La strada che abbiamo scelto di sperimentare quindi è quella di mettere un momento da parte la figura materna e dedicare uno spazio ai padri, con modalità di confronto più maschili, che significa banalmente anche meno centrati sulla parola: la prima cosa che i papà dicono, spesso, è “io non sono bravo a parlare”. Spazi in cui ci sono operatori maschi. Momenti in cui partire non dalla parola ma dal fare qualcosa insieme: una gita, una grigliata, un’esperienza sportiva…

Elena Spello, educatrice di Re-Start

«Aiutare i papà in questo momento è particolarmente importante, forse più che sostenere le mamme. Se i ragazzi stanno facendo tutto quello che stanno facendo, se abbiamo a che fare con questo tema dell’esplosività che si canalizza in episodi di aggressività sugli altri e su di sé, di violenza, di comportamenti illegali che sono una sfida alla regola, se i ragazzi spostando sempre un po’ più in là il confine delle cose lecite… non possiamo lasciare questo solo alle mamme. Dall’estremo del papà autorevole che abbiamo conosciuto in passato, al mammo che abbiamo visto qualche anno fa… oggi serve trovare la via di mezzo. In questo momento la figura paterna è in evoluzione, c’è da reinventare il modello culturale. I padri di oggi sono un po’ smarriti tra l’essere i padri che hanno avuto loro ed essere gli amiconi che qualcuno ha suggerito. Ma in adolescenza "essere amiconi" è il veleno della salute evolutiva del ragazzo. Per essere un papà amico devi essere bravissimo, un sapiente miscelatore di vicinanza e distanza, regole e autonomia, dare responsabilità e prendere responsabilità.
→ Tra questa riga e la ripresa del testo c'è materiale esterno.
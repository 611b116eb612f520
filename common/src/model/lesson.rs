use super::level::Level;
use serde::{Deserialize, Serialize};

/// A lesson candidate awaiting insertion. `(theme_id, order)` is the
/// natural key; the name is synthesized as `Lesson {order}` at seed
/// time and may later be rewritten by the rename maintenance job.
#[derive(Debug, Clone, PartialEq, Eq, Serialize, Deserialize)]
pub struct NewLesson {
    pub name: String,
    pub order: u32,
    pub level: Level,
    pub theme_id: i64,
}

/// A lesson row as read back from the store.
#[derive(Debug, Clone, PartialEq, Eq, Serialize, Deserialize)]
pub struct LessonRecord {
    pub id: i64,
    pub name: String,
    pub order: u32,
    pub level: Level,
    pub theme_id: i64,
}
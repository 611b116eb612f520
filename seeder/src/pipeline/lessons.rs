//! Lesson pass: parse composite lesson keys, resolve the owning theme,
//! deduplicate on `(theme_id, order)` and bulk-insert.

use crate::error::Result;
use crate::pipeline::keys::{KeyGrammar, KeyPolicy};
use crate::pipeline::loader::{field, RawRow};
use crate::pipeline::themes::ThemeLookup;
use crate::store::SeedStore;
use common::model::lesson::{LessonRecord, NewLesson};
use common::model::report::SeedReport;
use log::info;
use std::collections::{HashMap, HashSet};

/// `(theme_id, order)` to id mapping, re-read from the store after the
/// bulk insert.
#[derive(Debug)]
pub struct LessonLookup {
    by_key: HashMap<(i64, u32), i64>,
}

impl LessonLookup {
    pub fn from_records(records: Vec<LessonRecord>) -> Self {
        let by_key = records
            .into_iter()
            .map(|l| ((l.theme_id, l.order), l.id))
            .collect();
        LessonLookup { by_key }
    }

    pub fn get(&self, theme_id: i64, order: u32) -> Option<i64> {
        self.by_key.get(&(theme_id, order)).copied()
    }

    pub fn len(&self) -> usize {
        self.by_key.len()
    }

    pub fn is_empty(&self) -> bool {
        self.by_key.is_empty()
    }
}

/// Derives one lesson per unique `(theme_id, order)` pair, first
/// occurrence wins, and inserts them in a single bulk operation.
/// Plain insert, not upsert: the cleanup phase guarantees a clean
/// slate, so the dedup step alone makes this duplicate-safe.
///
/// Rows whose theme/level cannot be resolved contribute no lesson and
/// are not an error; they surface later in the vocab pass report.
pub fn seed_lessons(
    store: &mut SeedStore,
    rows: &[RawRow],
    grammar: &KeyGrammar,
    policy: KeyPolicy,
    themes: &ThemeLookup,
    report: &mut SeedReport,
) -> Result<LessonLookup> {
    let mut seen = HashSet::new();
    let mut candidates = Vec::new();
    for row in rows {
        let raw = field(row, "lesson");
        if raw.is_empty() {
            continue;
        }
        let key = match grammar.parse_lesson(raw) {
            Ok(key) => key,
            Err(err) if policy == KeyPolicy::Strict => return Err(err),
            Err(_) => continue,
        };
        let Some(theme_id) = themes.get(&key.theme, key.level) else {
            continue;
        };
        if seen.insert((theme_id, key.order)) {
            candidates.push(NewLesson {
                name: format!("Lesson {}", key.order),
                order: key.order,
                level: key.level,
                theme_id,
            });
        }
    }

    store.insert_lessons(&candidates)?;
    report.lessons_seeded = candidates.len();
    info!("seeded {} lessons", candidates.len());

    Ok(LessonLookup::from_records(store.all_lessons()?))
}
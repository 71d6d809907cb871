pub type ProtocolResult<T> = core::result::Result<T, ProtocolError>;

#[derive(Debug, thiserror::Error)]
pub enum ProtocolError {
    #[error("payload of {size} bytes exceeds the {max} byte frame limit")]
    OversizedPayload { size: usize, max: usize },

    #[error("invalid frame magic: {0:02X?}")]
    InvalidMagic([u8; 4]),

    #[error("unsupported protocol flag: {0:#04X}")]
    UnsupportedFlag(u8),

    #[error("insufficient data: needed {needed} bytes, {available} available")]
    InsufficientData { needed: usize, available: usize },

    #[error("json error: {0}")]
    Json(#[from] serde_json::Error),
}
Devi essere un oste molto bravo che mesce il vino giusto al momento giusto»

I temi più gettonati, nei primi incontri con i padri che hanno risposto, sono il rapporto con le regole e con i limiti, tutto quello che ha a che vedere con il virtuale, l’uso del cellulare, il tempo passato ai videogiochi… Poi c’è il tema fragilità dei ragazzi, da una parte quelli che spaccano tutto e quelli che implodono: «Nei ragazzi c’è tanta sofferenza e anche i genitori hanno bisogno di un aiuto per sapere come fare con figli che non escono più di casa, demotivati a scuola, che hanno sempre meno istinto di vita. È come se si spegnesse e i genitori non sanno come custodire quel fuocherello, come soffiare sulla brace per far riaccendere il fuoco. Spesso i genitori vengono con l’aspettativa di “sapere cosa devo fare”, ma la cosa difficile è che la risposta se la devono dare loro, perché i massimi esperti dei loro figli sono loro», conclude Spello.
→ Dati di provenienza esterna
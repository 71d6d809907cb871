use std::collections::VecDeque;
use std::net::SocketAddr;
use std::time::Duration;

use async_trait::async_trait;
use tokio::io::{AsyncReadExt, AsyncWriteExt};
use tokio::net::TcpListener;
use tokio::sync::mpsc;
use tokio_util::sync::CancellationToken;
use trapper_edge::{
    CycleOutcome, CycleStats, Engine, EnvironmentReading, MeasurementSource, MetricKeys,
    SendError, SenderConfig, SensorError, TrapperSender,
};

/// Source that replays a fixed script of results.
struct ScriptedSensor {
    script: VecDeque<Result<EnvironmentReading, SensorError>>,
}

impl ScriptedSensor {
    fn new(script: Vec<Result<EnvironmentReading, SensorError>>) -> Self {
        Self {
            script: script.into(),
        }
    }
}

#[async_trait]
impl MeasurementSource for ScriptedSensor {
    fn name(&self) -> &str {
        "scripted"
    }

    async fn read(&mut self) -> Result<EnvironmentReading, SensorError> {
        self.script.pop_front().unwrap_or(Err(SensorError::NoUsableReadings))
    }
}

fn reading(temperature_c: f64) -> EnvironmentReading {
    EnvironmentReading {
        temperature_c,
        humidity_pct: 50.0,
        pressure_hpa: 1013.25,
    }
}

/// Acknowledges every frame and forwards its payload.
async fn spawn_server() -> (SocketAddr, mpsc::Receiver<String>) {
    let listener = TcpListener::bind("127.0.0.1:0").await.unwrap();
    let addr = listener.local_addr().unwrap();
    let (tx, rx) = mpsc::channel(16);

    tokio::spawn(async move {
        while let Ok((mut stream, _)) = listener.accept().await {
            let mut header = [0u8; 13];
            if stream.read_exact(&mut header).await.is_err() {
                continue;
            }
            let len = u16::from_le_bytes([header[5], header[6]]) as usize;
            let mut payload = vec![0u8; len];
            stream.read_exact(&mut payload).await.unwrap();
            stream.write_all(b"OK\r").await.unwrap();

            if tx.send(String::from_utf8(payload).unwrap()).await.is_err() {
                break;
            }
        }
    });

    (addr, rx)
}

fn sender(addr: SocketAddr) -> TrapperSender {
    TrapperSender::new(SenderConfig {
        server: addr.ip().to_string(),
        port: addr.port(),
        host: "station".to_string(),
        response_timeout: Duration::from_secs(2),
        ..Default::default()
    })
}

#[tokio::test]
async fn run_once_sends_the_four_keyed_values() {
    let (addr, mut payloads) = spawn_server().await;

    let keys = MetricKeys {
        temperature: "t".into(),
        humidity: "h".into(),
        pressure: "p".into(),
        altitude: "a".into(),
    };
    let mut engine =
        Engine::new(ScriptedSensor::new(vec![Ok(reading(19.5))]), sender(addr)).with_keys(keys);

    let outcome = engine.run_once().await;
    assert!(outcome.is_sent(), "{outcome:?}");

    let payload = payloads.recv().await.unwrap();
    assert_eq!(
        payload,
        concat!(
            r#"{"request":"sender data","data":["#,
            r#"{"host":"station","key":"t","value":"19.5"},"#,
            r#"{"host":"station","key":"h","value":"50"},"#,
            r#"{"host":"station","key":"p","value":"1013.25"},"#,
            r#"{"host":"station","key":"a","value":"0"}]}"#
        )
    );
}

#[tokio::test]
async fn reference_pressure_shifts_altitude() {
    let (addr, mut payloads) = spawn_server().await;

    let mut engine = Engine::new(ScriptedSensor::new(vec![Ok(reading(20.0))]), sender(addr))
        .with_reference_pressure(1013.25 * 1.1);

    engine.run_once().await;

    let payload: serde_json::Value =
        serde_json::from_str(&payloads.recv().await.unwrap()).unwrap();
    let altitude: f64 = payload["data"][3]["value"].as_str().unwrap().parse().unwrap();
    assert!(altitude > 700.0 && altitude < 900.0, "{altitude}");
}

#[tokio::test]
async fn sensor_failure_skips_the_cycle() {
    let (addr, mut payloads) = spawn_server().await;

    let mut engine = Engine::new(
        ScriptedSensor::new(vec![
            Err(SensorError::InvalidData {
                channel: "in_temp_input",
                raw: "".into(),
            }),
            Ok(EnvironmentReading {
                temperature_c: f64::NAN,
                humidity_pct: f64::NAN,
                pressure_hpa: f64::NAN,
            }),
        ]),
        sender(addr),
    );

    assert!(matches!(
        engine.run_once().await,
        CycleOutcome::Skipped(SensorError::InvalidData { .. })
    ));
    assert!(matches!(
        engine.run_once().await,
        CycleOutcome::Skipped(SensorError::NoUsableReadings)
    ));

    assert_eq!(
        engine.stats(),
        CycleStats {
            sent: 0,
            failed: 0,
            skipped: 2
        }
    );
    assert!(payloads.try_recv().is_err());
}

#[tokio::test]
async fn send_failure_is_reported_not_retried() {
    let listener = TcpListener::bind("127.0.0.1:0").await.unwrap();
    let addr = listener.local_addr().unwrap();
    drop(listener);

    let mut engine = Engine::new(ScriptedSensor::new(vec![Ok(reading(20.0))]), sender(addr));

    assert!(matches!(
        engine.run_once().await,
        CycleOutcome::Failed(SendError::ConnectionFailed { .. })
    ));
    assert_eq!(engine.stats().failed, 1);
}

#[tokio::test]
async fn run_ticks_until_cancelled() {
    let (addr, mut payloads) = spawn_server().await;

    let engine = Engine::new(
        ScriptedSensor::new(vec![Ok(reading(20.0)), Ok(reading(21.0)), Ok(reading(22.0))]),
        sender(addr),
    )
    .with_interval(Duration::from_millis(50));

    let cancel = CancellationToken::new();
    let handle = tokio::spawn(engine.run(cancel.clone()));

    for expected in ["20", "21", "22"] {
        let payload = tokio::time::timeout(Duration::from_secs(2), payloads.recv())
            .await
            .unwrap()
            .unwrap();
        assert!(payload.contains(&format!(r#""value":"{expected}""#)), "{payload}");
    }

    cancel.cancel();
    let stats = tokio::time::timeout(Duration::from_secs(2), handle)
        .await
        .unwrap()
        .unwrap();

    assert_eq!(stats.sent, 3);
}

#[tokio::test]
async fn zero_interval_runs_at_the_minimum_period() {
    let listener = TcpListener::bind("127.0.0.1:0").await.unwrap();
    let addr = listener.local_addr().unwrap();

    // empty script: every tick is a skipped cycle, no network involved
    let engine = Engine::new(ScriptedSensor::new(Vec::new()), sender(addr))
        .with_interval(Duration::ZERO);

    let cancel = CancellationToken::new();
    let handle = tokio::spawn(engine.run(cancel.clone()));

    tokio::time::sleep(Duration::from_millis(50)).await;
    cancel.cancel();

    let stats = tokio::time::timeout(Duration::from_secs(2), handle)
        .await
        .expect("engine did not stop")
        .expect("engine panicked");

    assert!(stats.skipped >= 1, "{stats:?}");
    assert_eq!(stats.sent + stats.failed, 0);
}
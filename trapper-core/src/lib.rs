pub mod protocol;

pub use protocol::{Frame, LengthLimit, ProcessedInfo, ProtocolError, SenderData, ServerReply};

// Monitoring keys never change after capture, so they are stored as
// `Box<str>` to keep each measurement compact.
type BoxStr = Box<str>;

/// A single value captured for one monitoring item.
#[derive(Debug, Clone, PartialEq)]
pub struct Measurement {
    /// Item key the server files this value under.
    pub key: BoxStr,
    /// Measured value.
    pub value: f64,
}

impl Measurement {
    pub fn new(key: impl Into<BoxStr>, value: f64) -> Self {
        Self {
            key: key.into(),
            value,
        }
    }
}

/// Measurements captured together in one send cycle.
///
/// Order is significant: the payload lists items exactly in the order they
/// were pushed.
#[derive(Debug, Clone, PartialEq)]
pub struct MeasurementBatch {
    captured_at: jiff::Timestamp,
    measurements: Vec<Measurement>,
}

impl MeasurementBatch {
    pub fn new(captured_at: jiff::Timestamp) -> Self {
        Self {
            captured_at,
            measurements: Vec::with_capacity(4),
        }
    }

    /// Start a batch stamped with the current time.
    pub fn now() -> Self {
        Self::new(jiff::Timestamp::now())
    }

    pub fn push(&mut self, measurement: Measurement) {
        self.measurements.push(measurement);
    }

    pub fn with(mut self, key: impl Into<BoxStr>, value: f64) -> Self {
        self.push(Measurement::new(key, value));
        self
    }

    pub fn captured_at(&self) -> jiff::Timestamp {
        self.captured_at
    }

    pub fn iter(&self) -> impl Iterator<Item = &Measurement> {
        self.measurements.iter()
    }

    pub fn len(&self) -> usize {
        self.measurements.len()
    }

    pub fn is_empty(&self) -> bool {
        self.measurements.is_empty()
    }
}

impl Extend<Measurement> for MeasurementBatch {
    fn extend<I: IntoIterator<Item = Measurement>>(&mut self, iter: I) {
        self.measurements.extend(iter);
    }
}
La comunità in realtà oggi non c’è. Parlare di sviluppo di comunità è anacronistico e frustrante. Diventa interessante però – questa è la nostra sfida – custodire queste comunità. Dobbiamo chinare lo sguardo per capire cosa possiamo fare per custodire le braci, partendo da quello che magari non sta funzionando, ma c’è. Perché se hai braci vive, poi il fuoco può ripartire

Elena Spello, educatrice di Re-Start

È bella la metafora della brace da tenere viva, da custorire. «Mettere insieme i genitori è un modo per provare a tenere acceso questo fuoco. Vale anche per la comunità», dice Spello. «Si parla tanto di sviluppo di comunità, ma forse in questo momento quello a cui possiamo davvero puntare è, più onestamente, la custodia della comunità. La comunità in realtà oggi non c’è. Parlare di sviluppo di comunità è anacronistico e frustrante. Diventa interessante però – questa è la nostra sfida – custodire queste comunità. Dobbiamo chinare lo sguardo per capire cosa possiamo fare per custodire le braci, partendo da quello che magari non sta funzionando, ma c’è. Perché se hai braci vive, poi il fuoco può ripartire».

Re-Start è stato avviato a ottobre 2020 per tre anni con lo scopo di raggiungere oltre 5000 ragazzi e ragazze tra gli 11 e i 18 anni e 500 famiglie nei comuni di Varese e Malnate e del polo di Bodio Lomnago (VA).